Coppins Leaves Everyone Choking in the Sand
Coppins Leaves Everyone Choking in the
Sand
NOVEMBER 26,
2016: The phrase "multi-talented and versatile"
doesn't even go halfway towards describing New Zealander
Josh Coppins or his Yamaha YZ450F
bikes.
The 39-year-old two-time former
motocross world championship runner-up and now motocross
team manager rolled up for his second visit to the fabled
Burt Munro Challenge festival of speed near Invercargill
this week, entered in several events and armed with just two
bikes.
A flat tyre on his Altherm JCR
Yamaha YZ450F motocross bike in the first of his three open
class races at the New Zealand Supercross Championships at
Winton on Thursday evening meant he was prevented from
threatening Tauranga's fellow former Kiwi international Ben
Townley for the title on that occasion and he had to settle
for third outright at that event.
But
the man from Motueka was quick to shake off the
disappointment of that result by taking a slightly modified
version of the YZ450F to dominate the second of his Burt
Munro title bids, Coppins easily winning the "signature"
event of the week, Friday's New Zealand Beach Racing
Championships at Oreti Beach.
He also
won this famous race on debut at the event last year and so
this was the second time that Coppins has etched his name on
the trophy which is named after Kiwi legend Munro set a
land-speed record on the Bonneville Salt Flats in the United
States in 1962.
Coppins led from start
to finish in the 50-lap Burt Munro Trophy race, lapping
everyone in the field apart from the eventual runner-up
rider, Otautau's Johnny Racz.
Third in
that race was Paeroa's Mark
Whyte.
Coppins would most likely have
lapped the entire field had it not been for an incident with
another lapped rider 20 laps from the
finish.
"I was trying to avoid hitting
this particular lapped rider and hit a marker peg, wrecking
my rear brakes. I had no rear brakes for the final 20 laps,"
said Coppins.
"This 50-lap race is where
Burt Munro was best remembered and it's very special to win
this," he said.
"It was a little
smoother for me this time around because I'd had the
experience already from last year. It's all about getting
the bike set up correctly. To race for 50 laps at full
throttle, apart from two turns, is very hard on the bike.

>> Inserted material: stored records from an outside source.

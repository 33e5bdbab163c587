//! In-process admin record store.
//!
//! Behaves like [`super::AdminRepository`] (unique identities, `NotFound` on
//! update/delete of a missing identity, newest-first listing) without a
//! database.

use std::collections::HashMap;

use chrono::Utc;
use tokio::sync::Mutex;

use warden_core::{AdminIdentity, AdminRole};

use super::{AdminStore, RepositoryError};
use crate::models::{AdminChanges, AdminRecord, NewAdmin};

#[derive(Debug, Default)]
struct State {
    /// Record plus its insertion sequence number.
    records: HashMap<AdminIdentity, (u64, AdminRecord)>,
    next_seq: u64,
}

/// Thread-safe, in-memory admin record store.
///
/// Records created within the same clock tick are still listed in reverse
/// insertion order.
#[derive(Debug, Default)]
pub struct MemoryAdminStore {
    state: Mutex<State>,
}

impl MemoryAdminStore {
    /// Creates a new empty store.
    #[must_use]
    pub fn new() -> Self {
        Self::default()
    }

    /// Number of stored records.
    pub async fn len(&self) -> usize {
        self.state.lock().await.records.len()
    }

    /// Returns true if no records are stored.
    pub async fn is_empty(&self) -> bool {
        self.state.lock().await.records.is_empty()
    }
}

impl AdminStore for MemoryAdminStore {
    async fn find_by_identity(
        &self,
        identity: &AdminIdentity,
    ) -> Result<Option<AdminRecord>, RepositoryError> {
        let state = self.state.lock().await;
        Ok(state.records.get(identity).map(|(_, record)| record.clone()))
    }

    async fn find_role(
        &self,
        identity: &AdminIdentity,
    ) -> Result<Option<AdminRole>, RepositoryError> {
        let state = self.state.lock().await;
        Ok(state.records.get(identity).map(|(_, record)| record.role))
    }

    async fn create(&self, admin: &NewAdmin) -> Result<AdminRecord, RepositoryError> {
        let mut state = self.state.lock().await;

        if state.records.contains_key(&admin.identity) {
            return Err(RepositoryError::Conflict(
                "identity already exists".to_owned(),
            ));
        }

        let now = Utc::now();
        let record = AdminRecord {
            identity: admin.identity.clone(),
            display_name: admin.display_name.clone(),
            role: admin.role,
            can_add_admin: admin.flags.can_add_admin,
            can_delete_content: admin.flags.can_delete_content,
            created_by: admin.created_by.clone(),
            created_at: now,
            updated_at: now,
        };

        let seq = state.next_seq;
        state.next_seq += 1;
        state
            .records
            .insert(admin.identity.clone(), (seq, record.clone()));

        Ok(record)
    }

    async fn update(
        &self,
        identity: &AdminIdentity,
        changes: &AdminChanges,
    ) -> Result<AdminRecord, RepositoryError> {
        let mut state = self.state.lock().await;
        let (_, record) = state
            .records
            .get_mut(identity)
            .ok_or(RepositoryError::NotFound)?;

        if let Some(display_name) = &changes.display_name {
            record.display_name = Some(display_name.clone());
        }
        record.role = changes.role;
        record.can_add_admin = changes.flags.can_add_admin;
        record.can_delete_content = changes.flags.can_delete_content;
        record.updated_at = Utc::now();

        Ok(record.clone())
    }

    async fn delete(&self, identity: &AdminIdentity) -> Result<AdminRecord, RepositoryError> {
        let mut state = self.state.lock().await;
        state
            .records
            .remove(identity)
            .map(|(_, record)| record)
            .ok_or(RepositoryError::NotFound)
    }

    async fn list_all(&self) -> Result<Vec<AdminRecord>, RepositoryError> {
        let state = self.state.lock().await;
        let mut entries: Vec<_> = state.records.values().collect();
        entries.sort_by(|(seq_a, a), (seq_b, b)| {
            b.created_at.cmp(&a.created_at).then(seq_b.cmp(seq_a))
        });
        Ok(entries.into_iter().map(|(_, record)| record.clone()).collect())
    }
}

#[cfg(test)]
#[allow(clippy::unwrap_used)]
mod tests {
    use warden_core::AdminFlags;

    use super::*;

    fn id(s: &str) -> AdminIdentity {
        AdminIdentity::parse(s).unwrap()
    }

    fn new_admin(identity: &str) -> NewAdmin {
        NewAdmin {
            identity: id(identity),
            display_name: None,
            role: AdminRole::Basic,
            flags: AdminFlags::default(),
            created_by: id("1"),
        }
    }

    #[tokio::test]
    async fn test_create_duplicate_is_conflict() {
        let store = MemoryAdminStore::new();
        store.create(&new_admin("10")).await.unwrap();

        let err = store.create(&new_admin("10")).await.unwrap_err();
        assert!(matches!(err, RepositoryError::Conflict(_)));
        assert_eq!(store.len().await, 1);
    }

    #[tokio::test]
    async fn test_update_missing_is_not_found() {
        let store = MemoryAdminStore::new();
        let changes = AdminChanges {
            display_name: None,
            role: AdminRole::Manager,
            flags: AdminFlags::default(),
        };
        let err = store.update(&id("10"), &changes).await.unwrap_err();
        assert!(matches!(err, RepositoryError::NotFound));
    }

    #[tokio::test]
    async fn test_update_keeps_display_name_when_absent() {
        let store = MemoryAdminStore::new();
        let mut admin = new_admin("10");
        admin.display_name = Some("alice".to_owned());
        store.create(&admin).await.unwrap();

        let changes = AdminChanges {
            display_name: None,
            role: AdminRole::Manager,
            flags: AdminFlags::default(),
        };
        let updated = store.update(&id("10"), &changes).await.unwrap();
        assert_eq!(updated.display_name.as_deref(), Some("alice"));
        assert_eq!(updated.role, AdminRole::Manager);
    }

    #[tokio::test]
    async fn test_delete_returns_prior_state() {
        let store = MemoryAdminStore::new();
        store.create(&new_admin("10")).await.unwrap();

        let deleted = store.delete(&id("10")).await.unwrap();
        assert_eq!(deleted.identity, id("10"));
        assert!(store.is_empty().await);
        assert!(matches!(
            store.delete(&id("10")).await,
            Err(RepositoryError::NotFound)
        ));
    }

    #[tokio::test]
    async fn test_list_newest_first() {
        let store = MemoryAdminStore::new();
        for identity in ["1", "2", "3"] {
            store.create(&new_admin(identity)).await.unwrap();
        }

        let listed: Vec<_> = store
            .list_all()
            .await
            .unwrap()
            .into_iter()
            .map(|r| r.identity.into_inner())
            .collect();
        assert_eq!(listed, ["3", "2", "1"]);
    }
}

Fuel capacity is an issue and I was carrying 15 litres at
the start of the beach race, which is double what we
normally carry.
"Then there's getting
the gearing right. It's different going upwind to downwind
and the downwind leg was closer to the sea, so the sand was
firmer. It's hard, too, racing a 450cc bike against some of
the other guys who were on 950cc machines," he
explained.
Coppins will again race his
Yamaha YZ450F, this time modified again with different
gearing and with road-race tyres, in the supermoto class at
the Invercargill Streets Races tomorrow
(Sunday).
"The weather's not looking
great for that at the moment, but it is what it is and I'll
just have to cope."
Next week Coppins
will be racing his bike in the world's first indoor
supermoto race, at the D1NZ event at Forsyth Barr
Stadium.
"I'm not sure how I'll go in
that. But I'm keen to try these things. It's another of
those 'bucket list' events that I want to tick off, like it
was when I raced the Veterans' Motocross World Championships
(in California) earlier this month."
He
finished first equal to American factory test rider Mike
Sleeter in the premier 30+ Pro division at the Veterans'
Motocross World Championships, but was relegated to second
on the count-back rule (Sleeter having the superior result
in the final race).
Coppins is supported
by the Altherm JCR Yamaha Racing team, Altherm Window
Systems, Yamaha, JCR, CRC, Ados, GYTR, Yamalube, Fox Racing,
Hollands Collision Centre, Star Moving, Ward Demolition,
Fulton Hogan, Pirelli, FMF, DID, NGK, Matrix, Renthal,
Motomuck, www.workshopgraphics.co.nz, Motoseat,
Hammerhead, SKF, Vertex Pistons, Rtech Plastics, Etnies,
Biketranz and Fulton
Hogan.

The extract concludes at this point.